The challenges: You may feel your dog is regressing, but take heart. This behavior can be related to physiological changes, including the major growth spurt that occurs during this time, and as a result, they may even be uncomfortable physically. In addition, your dog is maturing sexually and as in any teenager, those hormones can mean mood swings and testing the limits with some aggression. In the early part of this period, they are more likely to test boundaries, both geographical and behavioral, and even non-pyr breeds may play deaf when you call. Additionally, your dog’s heightened awareness of his environment can mean your youngster is on high alert to any changes in your backyard or living room furniture placement.
Your response: Reassure him that the strangers are “okay”, don’t force him to interact with them, but use treats and stay calm and upbeat talk to guide him through. When possible, have new people place high-value treats on the ground near your dog. Manage his environment so you don’t overload him with stressful situations. Prepare him for new experiences by practicing new situations, i.e., pretend to go through a vet visit at home, using friends to help give a physical examination, use a closed pen to mimic a vaccination injection.

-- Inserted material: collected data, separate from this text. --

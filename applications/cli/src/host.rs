/// Terminal host adapters
///
/// The terminal has no embedded player or lock screen. These adapters record
/// what a real host would receive and report it through tracing, which keeps
/// the controller's host traffic visible with `RUST_LOG=beats_cli=debug`.
use beats_core::TrackId;
use beats_playback::{
    MediaAction, MediaMetadata, MediaSession, PlaybackWidget, Result, WidgetOptions,
};
use tracing::{debug, info};

/// Widget adapter that tracks the loaded target
#[derive(Debug, Default)]
pub struct TerminalWidget {
    loaded: Option<TrackId>,
    playing: bool,
}

impl TerminalWidget {
    pub fn loaded(&self) -> Option<&TrackId> {
        self.loaded.as_ref()
    }

    pub fn is_playing(&self) -> bool {
        self.playing
    }
}

impl PlaybackWidget for TerminalWidget {
    fn load(&mut self, target: &TrackId, options: WidgetOptions) -> Result<()> {
        info!(
            track_id = %target,
            playing = options.playing,
            muted = options.muted,
            inline = options.inline,
            "Widget load"
        );
        self.loaded = Some(target.clone());
        self.playing = options.playing;
        Ok(())
    }

    fn set_playing(&mut self, playing: bool) -> Result<()> {
        debug!(playing, "Widget play state");
        self.playing = playing;
        Ok(())
    }

    fn stop(&mut self) -> Result<()> {
        debug!("Widget stopped");
        self.loaded = None;
        self.playing = false;
        Ok(())
    }
}

/// Media-session adapter that keeps the last published metadata
#[derive(Debug, Default)]
pub struct TerminalMediaSession {
    metadata: Option<MediaMetadata>,
    actions: Vec<MediaAction>,
}

impl TerminalMediaSession {
    pub fn metadata(&self) -> Option<&MediaMetadata> {
        self.metadata.as_ref()
    }

    pub fn actions(&self) -> &[MediaAction] {
        &self.actions
    }
}

impl MediaSession for TerminalMediaSession {
    fn set_metadata(&mut self, metadata: &MediaMetadata) -> Result<()> {
        debug!(
            title = %metadata.title,
            artist = %metadata.artist,
            artwork = metadata.artwork.len(),
            "Now playing"
        );
        self.metadata = Some(metadata.clone());
        Ok(())
    }

    fn set_actions(&mut self, actions: &[MediaAction]) -> Result<()> {
        debug!(?actions, "Media actions registered");
        self.actions = actions.to_vec();
        Ok(())
    }

    fn set_playback(&mut self, playing: bool) -> Result<()> {
        debug!(playing, "Media session playback");
        Ok(())
    }

    fn clear(&mut self) -> Result<()> {
        debug!("Media session cleared");
        self.metadata = None;
        self.actions.clear();
        Ok(())
    }
}
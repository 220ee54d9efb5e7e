//! Playback Events
//!
//! Event-based communication for UI synchronization. Events are queued by the
//! controller and drained by the presentation layer:
//! - State changes (loading/playing/paused/idle)
//! - Track changes (the signal to refresh related items)
//! - Progress updates reported by the widget
//! - Pause-recovery scheduling and outcome

use crate::types::{ActiveListKind, PlaybackState};
use beats_core::TrackId;
use serde::{Deserialize, Serialize};

/// Events emitted by the playback controller
#[derive(Debug, Clone, PartialEq, Serialize, Deserialize)]
pub enum PlaybackEvent {
    /// Playback state or play/pause intent changed
    StateChanged {
        /// The new state machine position
        state: PlaybackState,
        /// The play/pause intent
        is_playing: bool,
    },

    /// Current track changed
    TrackChanged {
        /// ID of the new (current) track
        track_id: TrackId,
        /// ID of the previous track (if any)
        previous_track_id: Option<TrackId>,
    },

    /// The list used for navigation changed
    ActiveListChanged {
        /// The new active list
        list: ActiveListKind,
    },

    /// Progress reported by the widget
    Progress {
        /// Played fraction in [0, 1]
        played_fraction: f64,
        /// Duration in seconds
        duration_seconds: f64,
    },

    /// A forced pause was detected; one attempt is scheduled
    RecoveryScheduled {
        /// Delay before the attempt in milliseconds
        delay_ms: u64,
    },

    /// Play was re-asserted after a forced pause
    RecoveryAttempted,

    /// Playback paused again after the attempt; left to the user
    RecoveryAbandoned,

    /// Error reported by the widget or a host integration
    Error {
        /// Error message
        message: String,
    },
}
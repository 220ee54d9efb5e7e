/// Application error types
use thiserror::Error;

pub type Result<T> = std::result::Result<T, CliError>;

#[derive(Debug, Error)]
pub enum CliError {
    #[error("Configuration error: {0}")]
    Config(String),

    #[error("Invalid command: {0}")]
    InvalidCommand(String),

    #[error("No track at position {0}")]
    NoSuchTrack(usize),

    #[error("Nothing is playing")]
    NothingPlaying,

    #[error(transparent)]
    Storage(#[from] beats_storage::StorageError),

    #[error(transparent)]
    Search(#[from] beats_search_client::SearchClientError),

    #[error(transparent)]
    Core(#[from] beats_core::BeatsError),

    #[error("IO error: {0}")]
    Io(#[from] std::io::Error),
}

impl From<config::ConfigError> for CliError {
    fn from(err: config::ConfigError) -> Self {
        CliError::Config(err.to_string())
    }
}
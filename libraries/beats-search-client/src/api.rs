//! Search API abstraction

use crate::error::Result;
use async_trait::async_trait;
use beats_core::{Track, TrackId};

/// Remote video search operations
///
/// Implemented by [`YouTubeClient`](crate::YouTubeClient); sessions and
/// fetchers are generic over it so they can run against in-memory fakes.
#[async_trait]
pub trait VideoSearchApi: Send + Sync {
    /// Search for music videos matching `query`
    async fn search(&self, query: &str) -> Result<Vec<Track>>;

    /// Fetch query completions for `partial`
    async fn suggest(&self, partial: &str) -> Result<Vec<String>>;

    /// Fetch tracks related to `seed`, at most `max_results`
    async fn related(&self, seed: &TrackId, max_results: u32) -> Result<Vec<Track>>;
}
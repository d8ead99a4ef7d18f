//! Shell-evaluable restart placement output.
//!
//! Two layouts are supported. Both are consumed by `eval` in the restart
//! scripts, so the exact text matters.
//!
//! Legacy layout, one line per populated target:
//! ```text
//! VAR='
//! :: target-host :mode: /ckpt/a /ckpt/b
//! '
//! ```
//!
//! New layout, one line per target keyed by target id:
//! ```text
//! VAR_IDS='2'
//! VAR_0='/ckpt/a /ckpt/b '
//! VAR_1=''
//! ```
//!
//! Either layout is preceded by `DMTCP_DISCOVER_RM_WARNING='...'` when the
//! mapper reports a warning.

use crate::aggregator::{NodeEntry, NodeTable};
use crate::mapper::{MapOutcome, ResourceMapper, TargetNode};
use crate::utils::config::WARNING_VAR;
use crate::utils::error::OutputError;
use log::{debug, warn};
use std::io::Write;

/// Output layout selector
#[derive(Debug, Clone, Copy, PartialEq, Eq, clap::ValueEnum)]
pub enum OutputFormat {
    /// Single quoted block with hostname-keyed lines
    Old,
    /// Count line plus one id-keyed variable per target
    New,
}

/// Write the placement in the chosen layout
///
/// Returns `Ok(false)` without writing anything when the mapper fails.
pub fn writeout<W: Write>(
    format: OutputFormat,
    out: &mut W,
    var: &str,
    table: &NodeTable,
    targets: &[TargetNode],
    mapper: &dyn ResourceMapper,
) -> Result<bool, OutputError> {
    match format {
        OutputFormat::Old => writeout_old(out, var, table, targets, mapper),
        OutputFormat::New => writeout_new(out, var, table, targets, mapper),
    }
}

/// Write the legacy layout
///
/// Targets that receive no source node produce no line. The mode on each
/// line is that of the first source node mapped to the target.
pub fn writeout_old<W: Write>(
    out: &mut W,
    var: &str,
    table: &NodeTable,
    targets: &[TargetNode],
    mapper: &dyn ResourceMapper,
) -> Result<bool, OutputError> {
    validate_var_name(var)?;

    let sources = table.sorted_nodes();
    let Some(outcome) = map_sources(&sources, targets, mapper) else {
        return Ok(false);
    };

    write_warning(out, &outcome.warning)?;

    writeln!(out, "{}='", var)?;
    for (target, indices) in targets.iter().zip(&outcome.mapping) {
        let mapped = resolve(&sources, indices);
        let Some(first) = mapped.first() else {
            continue;
        };

        write!(out, ":: {} :{}: ", target.name, first.mode)?;
        for node in &mapped {
            write!(out, "{}", table.checkpoints(&node.name).unwrap_or_default())?;
        }
        writeln!(out)?;
    }
    writeln!(out, "'")?;

    Ok(true)
}

/// Write the new layout
///
/// Every target gets a line, including targets with no source nodes.
pub fn writeout_new<W: Write>(
    out: &mut W,
    var: &str,
    table: &NodeTable,
    targets: &[TargetNode],
    mapper: &dyn ResourceMapper,
) -> Result<bool, OutputError> {
    validate_var_name(var)?;

    let sources = table.sorted_nodes();
    let Some(outcome) = map_sources(&sources, targets, mapper) else {
        return Ok(false);
    };

    write_warning(out, &outcome.warning)?;

    writeln!(out, "{}_IDS='{}'", var, targets.len())?;
    for (target, indices) in targets.iter().zip(&outcome.mapping) {
        write!(out, "{}_{}='", var, target.id)?;
        for node in resolve(&sources, indices) {
            write!(out, "{} ", table.checkpoints(&node.name).unwrap_or_default())?;
        }
        writeln!(out, "'")?;
    }

    Ok(true)
}

/// Run the mapper and check the shape of its result
fn map_sources(
    sources: &[&NodeEntry],
    targets: &[TargetNode],
    mapper: &dyn ResourceMapper,
) -> Option<MapOutcome> {
    let mut outcome = mapper.map_to(sources, targets)?;

    if outcome.mapping.len() != targets.len() {
        warn!(
            "Mapper returned {} entries for {} targets",
            outcome.mapping.len(),
            targets.len()
        );
        outcome.mapping.resize(targets.len(), Vec::new());
    }

    debug!(
        "Mapped {} source nodes onto {} targets",
        sources.len(),
        targets.len()
    );

    Some(outcome)
}

/// Look up mapped source nodes, skipping indices out of range
fn resolve<'a>(sources: &[&'a NodeEntry], indices: &[usize]) -> Vec<&'a NodeEntry> {
    indices
        .iter()
        .filter_map(|&k| {
            let node = sources.get(k).copied();
            if node.is_none() {
                warn!("Mapper referenced unknown source node {}", k);
            }
            node
        })
        .collect()
}

fn write_warning<W: Write>(out: &mut W, warning: &str) -> Result<(), OutputError> {
    if !warning.is_empty() {
        writeln!(out, "{}='{}'", WARNING_VAR, warning)?;
    }
    Ok(())
}

/// Variable names must be valid shell identifiers
fn validate_var_name(var: &str) -> Result<(), OutputError> {
    let mut chars = var.chars();
    let valid_start = chars
        .next()
        .is_some_and(|c| c.is_ascii_alphabetic() || c == '_');

    if valid_start && chars.all(|c| c.is_ascii_alphanumeric() || c == '_') {
        Ok(())
    } else {
        Err(OutputError::InvalidVarName(var.to_string()))
    }
}
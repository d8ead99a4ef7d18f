//! ckpt-discover
//!
//! Parses the node/slot/checkpoint descriptor produced by a cluster
//! resource manager and writes the restart placement of those
//! checkpoints onto a target node set as shell-evaluable variables.
//!
//! ## Getting Started
//!
//! ```
//! use ckpt_discover::mapper::{SequentialMapper, TargetNode};
//! use ckpt_discover::output::writeout_new;
//! use ckpt_discover::parser::ResourceDiscovery;
//!
//! let discovery = ResourceDiscovery::new("hdr::node1:X:/ckpt/ckpt_mpirun_1.dmtcp");
//! assert!(discovery.is_valid());
//!
//! let targets = vec![TargetNode::new("spare1", 0)];
//! let mut out = Vec::new();
//! writeout_new(&mut out, "NODES", discovery.table(), &targets, &SequentialMapper).unwrap();
//! assert_eq!(
//!     String::from_utf8(out).unwrap(),
//!     "NODES_IDS='1'\nNODES_0='/ckpt/ckpt_mpirun_1.dmtcp '\n"
//! );
//! ```

pub mod aggregator;
pub mod commands;
pub mod mapper;
pub mod output;
pub mod parser;
pub mod utils;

This “teenage” period lasts longer in giant breeds, up until 18 months and can linger even longer, since many giant breeds don’t reach maturity until 2-3 years old. This is another example of when finding more time to exercise and also use constructive play with your dog will pay off. This is also the time to reinforce both obedience and Nothing in Life is Free training with the adolescent whose attention may tend to wander.
Puppies are adorable, lovable, and a lot of work, but building a relationship of trust will pay off in a well-adjusted, confident family member. Remember, this is part of the natural development of your dog’s adult personality. The keys to surviving your dog’s adolescence:
-patience, patience, patience;
-make sure your dog has enough exercise, like any toddler, they need to blow off steam with a good run;
-consult your vet for the correct diet for a giant breed at different stages of growth;
-stay calm when he’s not;
-use lots of treats, and often, when encouraging positive associations with “scary” situations such as new people or objects or experiences (like fireworks);
-don’t overwhelm your puppy with loud noises or fearful experiences, your job is to manage their environment;
-make your puppy’s introduction to other dogs a positive one with friendly dogs you know are safe and will tolerate a puppy;
-monitor interaction with children closely, for both their safety;
-don’t force or punish a dog who shows fear–use praise and encouragement;
-practice obedience training in short, fun sessions;
-use Nothing in Life is Free training to establish that you control the resources;
-practice car rides and make them fun, not just a trip to the vet.